Three is company in Congressional spending bill

As 2018 is an election year in Congress, the stakes are higher than ever in the legislative branch. With the deadline for a government budget looming on January 19, the government could shut down if an agreement is not reached. The Republicans in Congress want to pass a budget to show that they are still able to govern; the Democrats want to respond to advocacy groups and come to a resolution on the Deferred Action on Child Arrivals program (DACA); President Trump wants to fulfill a campaign promise to build a “smart wall” on the US/Mexico border.

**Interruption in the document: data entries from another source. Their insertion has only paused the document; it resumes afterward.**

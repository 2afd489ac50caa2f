//! Change notifications: after a mutation commits, every registered
//! [`EventListener`] is told what happened. This stage is purely an
//! observer — a listener's failure is logged and does not roll back or
//! even fail the operation, since nothing downstream of the nexus depends
//! on notification delivery succeeding.

use crate::chain::{Interceptor, Invocation};
use crate::outcome::OperationOutcome;
use dirsrv_context::{OperationContext, OperationPayload};
use dirsrv_core::{Dn, DirectoryResult};
use dirsrv_session::Session;
use std::sync::{Arc, RwLock};

/// What happened, for a listener that doesn't want to match on
/// [`dirsrv_context::OperationPayload`]/[`OperationOutcome`] directly.
#[derive(Debug, Clone, PartialEq)]
pub enum OperationEvent {
    Added(Dn),
    Deleted(Dn),
    Modified(Dn),
    Renamed { old_dn: Dn, new_dn: Dn },
}

/// A subscriber to directory change notifications. Implementations decide
/// for themselves which entries they care about (a persistent-search
/// client filtering by base/scope/filter, an outbound webhook dispatcher,
/// a cache invalidator); this trait only carries delivery.
pub trait EventListener: Send + Sync {
    fn notify(&self, event: &OperationEvent);
}

pub struct EventInterceptor {
    listeners: RwLock<Vec<Arc<dyn EventListener>>>,
}

impl EventInterceptor {
    pub fn new() -> Self {
        Self {
            listeners: RwLock::new(Vec::new()),
        }
    }

    pub fn subscribe(&self, listener: Arc<dyn EventListener>) {
        self.listeners.write().unwrap_or_else(|e| e.into_inner()).push(listener);
    }

    fn fire(&self, event: OperationEvent) {
        let listeners = self.listeners.read().unwrap_or_else(|e| e.into_inner());
        for listener in listeners.iter() {
            listener.notify(&event);
        }
    }
}

impl Default for EventInterceptor {
    fn default() -> Self {
        Self::new()
    }
}

fn event_for(payload: &OperationPayload, outcome: &OperationOutcome) -> Option<OperationEvent> {
    match (payload, outcome) {
        (OperationPayload::Add { entry }, OperationOutcome::Added(_)) => Some(OperationEvent::Added(entry.dn().clone())),
        (OperationPayload::Delete { dn }, OperationOutcome::Deleted) => Some(OperationEvent::Deleted(dn.clone())),
        (OperationPayload::Modify { dn, .. }, OperationOutcome::Modified) => Some(OperationEvent::Modified(dn.clone())),
        (OperationPayload::ModifyDn { dn, .. }, OperationOutcome::Renamed(new_dn)) => Some(OperationEvent::Renamed {
            old_dn: dn.clone(),
            new_dn: new_dn.clone(),
        }),
        _ => None,
    }
}

impl Interceptor for EventInterceptor {
    fn name(&self) -> &'static str {
        "event"
    }

    fn invoke(
        &self,
        ctx: &mut OperationContext,
        session: &mut Session,
        next: Invocation<'_>,
    ) -> DirectoryResult<OperationOutcome> {
        let outcome = next.proceed(ctx, session)?;
        if let Some(event) = event_for(&ctx.payload, &outcome) {
            self.fire(event);
        }
        Ok(outcome)
    }
}

#[cfg(test)]
mod tests {
    use super::*;
    use dirsrv_core::{DirectoryError, Entry};
    use std::str::FromStr;
    use std::sync::Mutex;

    struct Terminal;

    impl Interceptor for Terminal {
        fn name(&self) -> &'static str {
            "terminal"
        }

        fn invoke(
            &self,
            ctx: &mut OperationContext,
            _session: &mut Session,
            _next: Invocation<'_>,
        ) -> DirectoryResult<OperationOutcome> {
            match &ctx.payload {
                OperationPayload::Add { entry } => Ok(OperationOutcome::Added(dirsrv_core::EntryId(entry.dn().size() as u64))),
                _ => Err(DirectoryError::Internal("unsupported in this test".to_string())),
            }
        }
    }

    struct Recorder(Mutex<Vec<OperationEvent>>);

    impl EventListener for Recorder {
        fn notify(&self, event: &OperationEvent) {
            self.0.lock().unwrap_or_else(|e| e.into_inner()).push(event.clone());
        }
    }

    #[test]
    fn listener_is_notified_after_add_commits() {
        let interceptor = EventInterceptor::new();
        let recorder = Arc::new(Recorder(Mutex::new(Vec::new())));
        interceptor.subscribe(recorder.clone());
        let chain = crate::ChainBuilder::new().push(interceptor).terminal(Terminal);
        let dn = Dn::from_str("cn=alice,dc=example").unwrap();
        let mut ctx = OperationContext::new(OperationPayload::Add { entry: Entry::new(dn.clone()) });
        let mut session = Session::anonymous();
        chain.dispatch(&mut ctx, &mut session).unwrap();
        assert_eq!(recorder.0.lock().unwrap().as_slice(), &[OperationEvent::Added(dn)]);
    }
}
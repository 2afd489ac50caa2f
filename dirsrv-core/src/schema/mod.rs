//! Schema registries: syntaxes, matching rules, attribute types and object
//! classes, OID-keyed, with name and OID lookup.
//!
//! A single [`SchemaRegistry`] is built once at startup from the built-in
//! bootstrap schema (see [`bootstrap::bootstrap_registry`]) and then passed
//! explicitly to whatever needs it (DN normalization, the schema
//! interceptor, the search cursor builder). There is no process-wide
//! singleton.

mod bootstrap;
mod matching_rule;
mod object_class;
mod registry;
mod syntax;

pub use bootstrap::bootstrap_registry;
pub use matching_rule::{MatchingRule, MatchingRuleKind};
pub use object_class::{ObjectClass, ObjectClassKind};
pub use registry::{SchemaRegistry, SchemaRegistryError};
pub use syntax::Syntax;

/// An OID, represented as its dotted-decimal string. Attribute and object
/// class *names* are aliases resolved to an OID by the registry; the OID
/// itself is the registry's primary key.
pub type Oid = String;

/// An attribute type definition.
#[derive(Debug, Clone, PartialEq, Eq)]
pub struct AttributeType {
    pub oid: Oid,
    pub names: Vec<String>,
    pub syntax_oid: Oid,
    pub equality_oid: Option<Oid>,
    pub ordering_oid: Option<Oid>,
    pub substring_oid: Option<Oid>,
    pub single_valued: bool,
    pub no_user_modification: bool,
    pub human_readable: bool,
    pub collective: bool,
    /// Denormalized from `equality_oid` at bootstrap time so a `Dn`/`Entry`
    /// can normalize a value without holding a `SchemaRegistry` reference.
    pub equality_kind: MatchingRuleKind,
}

impl AttributeType {
    pub fn primary_name(&self) -> &str {
        self.names.first().map(String::as_str).unwrap_or(&self.oid)
    }

    pub fn has_name(&self, name: &str) -> bool {
        self.names.iter().any(|n| n.eq_ignore_ascii_case(name)) || self.oid == name
    }

    /// Normalize a user-supplied value per this attribute's equality
    /// matching rule.
    pub fn normalize_value(&self, raw: &str) -> Result<String, String> {
        self.equality_kind.normalize(raw)
    }
}
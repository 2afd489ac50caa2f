//! The change log: an append-only record of every accepted mutation,
//! forward and reverse, used to reconstruct history and to revert a
//! partition to an earlier revision by replaying inverses.
//!
//! This crate defines the [`ChangeLog`] trait and ships one backing
//! implementation ([`InMemoryChangeLog`]); the persisted LMDB-backed one
//! lives alongside the rest of the indexed store in `dirsrv-store`, which
//! depends on this crate rather than the other way around.

mod changelog;
mod in_memory;

pub use changelog::{
    no_such_revision, ChangeLog, ChangeLogExt, ChangeOp, ChangeRecord, ChangeRecordDraft,
};
pub use in_memory::InMemoryChangeLog;
#[cfg(test)]
mod tests {
    use super::*;
    use dirsrv_core::schema::bootstrap_registry;
    use dirsrv_core::Entry;
    use std::str::FromStr;

    struct AlwaysOk;

    impl Interceptor for AlwaysOk {
        fn name(&self) -> &'static str {
            "always-ok"
        }

        fn invoke(
            &self,
            _ctx: &mut OperationContext,
            _session: &mut Session,
            _next: Invocation<'_>,
        ) -> DirectoryResult<OperationOutcome> {
            Ok(OperationOutcome::Modified)
        }
    }

    fn fixture() -> (tempfile::TempDir, Arc<PartitionNexus>, Arc<SchemaRegistry>) {
        let schema = Arc::new(bootstrap_registry());
        let dir = tempfile::tempdir().unwrap();
        let suffix = Dn::from_str("dc=example").unwrap();
        let store = dirsrv_store::PartitionStore::open(dir.path(), suffix.clone()).unwrap();
        let nexus = PartitionNexus::new();
        nexus.mount(suffix, store);
        (dir, Arc::new(nexus), schema)
    }

    #[test]
    fn subtree_specification_parses_base_and_filter() {
        let ap = Dn::from_str("dc=example").unwrap();
        let spec = SubtreeSpecification::parse("base=ou=people;filter=(objectClass=person)", &ap).unwrap();
        assert_eq!(spec.base, Dn::from_str("ou=people,dc=example").unwrap());
        assert!(spec.filter.is_some());
        assert!(spec.chop_before.is_empty());
        assert!(spec.chop_after.is_empty());
        assert_eq!(spec.scope, SubtreeScope::Subtree);
    }

    #[test]
    fn subtree_specification_parses_scope_and_chops() {
        let ap = Dn::from_str("dc=example").unwrap();
        let spec = SubtreeSpecification::parse(
            "base=ou=people;scope=one;chopBefore=ou=contractors,ou=people;chopAfter=ou=archived,ou=people",
            &ap,
        )
        .unwrap();
        assert_eq!(spec.scope, SubtreeScope::OneLevel);
        assert_eq!(spec.chop_before, vec![Dn::from_str("ou=contractors,ou=people,dc=example").unwrap()]);
        assert_eq!(spec.chop_after, vec![Dn::from_str("ou=archived,ou=people,dc=example").unwrap()]);
    }

    #[test]
    fn chop_before_excludes_itself_and_its_descendants() {
        let ap = Dn::from_str("dc=example").unwrap();
        let spec = SubtreeSpecification::parse("base=ou=people;chopBefore=ou=contractors,ou=people", &ap).unwrap();
        let schema = bootstrap_registry();
        let chop = Dn::from_str("ou=contractors,ou=people,dc=example").unwrap();
        let inside_chop = Dn::from_str("cn=bob,ou=contractors,ou=people,dc=example").unwrap();
        let sibling = Dn::from_str("cn=alice,ou=people,dc=example").unwrap();
        let mut entry = Entry::new(sibling.clone());
        entry.add_values("objectClass", vec![AttributeValue::utf8("top")], &schema).unwrap();
        assert!(!spec.selects(&chop, &entry, &schema));
        assert!(!spec.selects(&inside_chop, &entry, &schema));
        assert!(spec.selects(&sibling, &entry, &schema));
    }

    #[test]
    fn chop_after_excludes_descendants_but_not_itself() {
        let ap = Dn::from_str("dc=example").unwrap();
        let spec = SubtreeSpecification::parse("base=ou=people;chopAfter=ou=archived,ou=people", &ap).unwrap();
        let schema = bootstrap_registry();
        let chop = Dn::from_str("ou=archived,ou=people,dc=example").unwrap();
        let inside_chop = Dn::from_str("cn=bob,ou=archived,ou=people,dc=example").unwrap();
        let mut entry = Entry::new(chop.clone());
        entry.add_values("objectClass", vec![AttributeValue::utf8("top")], &schema).unwrap();
        assert!(spec.selects(&chop, &entry, &schema));
        assert!(!spec.selects(&inside_chop, &entry, &schema));
    }

    #[test]
    fn one_level_scope_only_selects_immediate_children() {
        let ap = Dn::from_str("dc=example").unwrap();
        let spec = SubtreeSpecification::parse("base=ou=people;scope=one", &ap).unwrap();
        let schema = bootstrap_registry();
        let base = Dn::from_str("ou=people,dc=example").unwrap();
        let child = Dn::from_str("cn=alice,ou=people,dc=example").unwrap();
        let grandchild = Dn::from_str("cn=x,cn=alice,ou=people,dc=example").unwrap();
        let mut entry = Entry::new(child.clone());
        entry.add_values("objectClass", vec![AttributeValue::utf8("top")], &schema).unwrap();
        assert!(!spec.selects(&base, &entry, &schema));
        assert!(spec.selects(&child, &entry, &schema));
        assert!(!spec.selects(&grandchild, &entry, &schema));
    }

    #[test]
    fn new_entry_under_a_cached_subentry_gets_the_reference_injected() {
        let (_dir, nexus, schema) = fixture();
        let ap_dn = Dn::from_str("dc=example").unwrap();
        nexus
            .route(&ap_dn)
            .unwrap()
            .with_store(|s| {
                let mut ap = Entry::new(ap_dn.clone());
                ap.add_values("objectClass", vec![AttributeValue::utf8("top"), AttributeValue::utf8("organization")], &schema)
                    .unwrap();
                ap.add_values("o", vec![AttributeValue::utf8("example")], &schema).unwrap();
                ap.add_values("administrativeRole", vec![AttributeValue::utf8("collectiveAttributeSpecificArea")], &schema)
                    .unwrap();
                s.add(ap, &schema)
            })
            .unwrap();

        let interceptor = SubentryInterceptor::new(schema.clone(), nexus.clone());
        let mut cache = interceptor.cache.lock().unwrap();
        let subentry_dn = Dn::from_str("cn=policy,dc=example").unwrap();
        let mut subentry = Entry::new(subentry_dn.clone());
        subentry
            .add_values("objectClass", vec![AttributeValue::utf8("top"), AttributeValue::utf8("subentry")], &schema)
            .unwrap();
        subentry.add_values("cn", vec![AttributeValue::utf8("policy")], &schema).unwrap();
        subentry
            .add_values("subtreeSpecification", vec![AttributeValue::utf8("")], &schema)
            .unwrap();
        subentry
            .add_values("administrativeRole", vec![AttributeValue::utf8("collectiveAttributeSpecificArea")], &schema)
            .unwrap();
        interceptor.cache_subentry(&mut cache, subentry_dn.clone(), ap_dn.clone(), &subentry).unwrap();
        drop(cache);

        let chain = crate::ChainBuilder::new().push(interceptor).terminal(AlwaysOk);
        let dn = Dn::from_str("cn=bob,dc=example").unwrap();
        let mut entry = Entry::new(dn);
        entry
            .add_values("objectClass", vec![AttributeValue::utf8("top"), AttributeValue::utf8("person")], &schema)
            .unwrap();
        entry.add_values("cn", vec![AttributeValue::utf8("bob")], &schema).unwrap();
        entry.add_values("sn", vec![AttributeValue::utf8("b")], &schema).unwrap();
        let mut ctx = OperationContext::new(OperationPayload::Add { entry });
        let mut session = Session::anonymous();
        chain.dispatch(&mut ctx, &mut session).unwrap();

        let OperationPayload::Add { entry } = &ctx.payload else {
            panic!("payload changed kind");
        };
        assert!(entry.has_attribute("collectiveAttributeSubentries", &schema));
    }
}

Republicans hold a slim majority in the Senate, but still enough to get legislation passed. They hope to get a critical piece of legislation passed–the US budget–and sent to the president, but there are several kinks to work out first.

Democrats are still under pressure from advocacy groups that want DACA to be reinstated and hope that the Dems are able to leverage their support for the Republican spending plan. Going into the elections in the fall, it is more important than ever for both sides to appear favorable to the public.

President Trump, however, has thrown another wrench in the plan; he wants $18 billion for a southern border wall. Trump, with near record low approval ratings, hopes to fulfill one of the cornerstones of his 2016 campaign. While many Democrats, such as Democratic Rep. Joaquin Castro of Texas, say that, “We’re not going to support a wall across America,” President Trump promises that “The wall is going to happen, or we’re not going to have DACA.”